Le texte, plein de poésie, tout en douceur, se fait l’écho de tous les bruits que perçoit Yoshio, les énumérant, les décrivant, composant ainsi comme une symphonie de sons qui vont de celui de la pluie à celui des baguettes et des mastications au cours du repas. Yoshio se présente comme un amoureux des sons, qui, pour lui, parfois scintillent dans une correspondance très baudelairienne.  Cette recherche, très zen, du ma est, de fait, pour Yoshio, une façon de percevoir non pas à l’occidentale que le silence qui suit une œuvre de Mozart est encore du Mozart, mais, à l’orientale, que ce qui confère de la valeur aux choses est ce quelque chose qui se glisse entre elles, quasi imperceptible, ce quelque chose comme l’insoutenable légèreté de l’être qui donne sens à tout. La leçon de la musicienne devient alors une leçon de vie, le début d’une quête à la fois initiatique, physique et philosophique.

Les illustrations, en double page, accompagnent ce mouvement vers une ascèse, nous faisant passer des couleurs vivres de la ville bruyante et animée, à l’espace intérieur de la maison, déjà plus dépouillé, puis à une salle de classe vide et en teintes d’une grande douceur. Le silence envahit aussi l’espace graphique, rendu visible par des couleurs dans lesquelles peuvent s’intégrer, à la fin, les autres personnages. Comme en écho à l’illustration de couverture, la dernière illustration montre le héros seul au milieu d’une foule, en noir et blanc sur la couverture, foule qu’on devine bruyante en pleine rue, et, à la fin dans la salle de classe, dans des teintes plus sépia, foule qu’on devine plus calme, laissant dans les deux cas au héros l’espace libre du silence qui s’installe dans les interstices. Beau travail d’adaptation graphique d’un concept !

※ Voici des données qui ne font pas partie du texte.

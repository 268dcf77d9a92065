use anyhow::{Context, Result};
use clap::Parser;
use tracing::{error, info};

use instaiq::actions::BackendActions;
use instaiq::backend::{self, BackendConfig};
use instaiq::chat;
use instaiq::constants;
use instaiq::web_server::{self, WebConfig};

// Define the command-line interface structure using clap
#[derive(Parser, Debug)]
#[command(author, version, about, long_about = None)]
#[command(propagate_version = true)]
struct Cli {
    #[command(subcommand)]
    command: Commands,
}

#[derive(clap::Subcommand, Debug)]
enum Commands {
    /// Serve the landing page, the chat UI and the streaming completion endpoint.
    Start {
        #[arg(long, default_value_t = 3000, help = "Port for the web server.")]
        port: u16,
        #[arg(
            long,
            env = "INSTAIQ_BACKEND_URL",
            default_value = constants::DEFAULT_BACKEND_URL,
            help = "Base URL of the data backend."
        )]
        backend_url: String,
    },
    /// Serve the data backend (/process_data and /process_query).
    Backend {
        #[arg(long, default_value_t = 5000, help = "Port for the data backend.")]
        port: u16,
    },
    /// Chat about a profile from the terminal.
    Chat {
        #[arg(
            long,
            env = "INSTAIQ_BACKEND_URL",
            default_value = constants::DEFAULT_BACKEND_URL,
            help = "Base URL of the data backend."
        )]
        backend_url: String,
    },
}

async fn run_until_ctrl_c<F>(name: &str, server: F) -> Result<()>
where
    F: std::future::Future<Output = Result<()>> + Send + 'static,
{
    let mut handle = tokio::spawn(server);

    // None means Ctrl-C arrived first.
    let finished = tokio::select! {
        _ = tokio::signal::ctrl_c() => None,
        res = &mut handle => Some(res),
    };

    match finished {
        None => {
            info!("Ctrl-C received, shutting down {}...", name);
            handle.abort();
        }
        Some(Ok(Ok(()))) => info!("{} stopped.", name),
        Some(Ok(Err(e))) => {
            error!("{} failed: {:?}", name, e);
            return Err(e);
        }
        Some(Err(e)) if e.is_panic() => error!("{} task panicked: {:?}", name, e),
        Some(Err(e)) => error!("{} task failed: {:?}", name, e),
    }

    info!("Shutdown complete.");
    Ok(())
}

#[tokio::main]
async fn main() -> Result<()> {
    // Load .env file if present (for environment variables like API keys)
    dotenvy::dotenv().ok();

    // Reads log level from RUST_LOG environment variable (e.g., RUST_LOG=info,instaiq=debug)
    tracing_subscriber::fmt()
        .with_env_filter(tracing_subscriber::EnvFilter::from_default_env())
        .init();

    let cli = Cli::parse();

    info!("InstaIQ starting with command: {:?}", cli.command);

    match cli.command {
        Commands::Start { port, backend_url } => {
            info!("Starting web server on port {}...", port);
            let config = WebConfig::from_env(backend_url);
            run_until_ctrl_c("Web server", web_server::start_web_server(port, config)).await?;
        }
        Commands::Backend { port } => {
            info!("Starting data backend on port {}...", port);
            let config = BackendConfig::from_env();
            run_until_ctrl_c("Data backend", backend::start_backend(port, config)).await?;
        }
        Commands::Chat { backend_url } => {
            let actions = BackendActions::new(backend_url);
            let stdin = std::io::stdin();
            chat::run_chat(&actions, stdin.lock(), std::io::stdout())
                .await
                .context("Chat session failed")?;
        }
    }

    Ok(())
}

On appréciera aussi dans cet album ce qu’il montre de la culture japonaise, de ses rues, de ses magasins, des costumes des écoliers, tout cela représenté dans des illustrations qui, au-delà de leurs couleurs symboliques, ont un aspect documentaire très précis.

La dernière page est une invitation à collecter les sons, ceux de l’album et d’autres encore, peut-être à la façon d’un des inventaires des notes de chevet d’une autre autrice japonaise du Xème siècle, Sei Shōnagon.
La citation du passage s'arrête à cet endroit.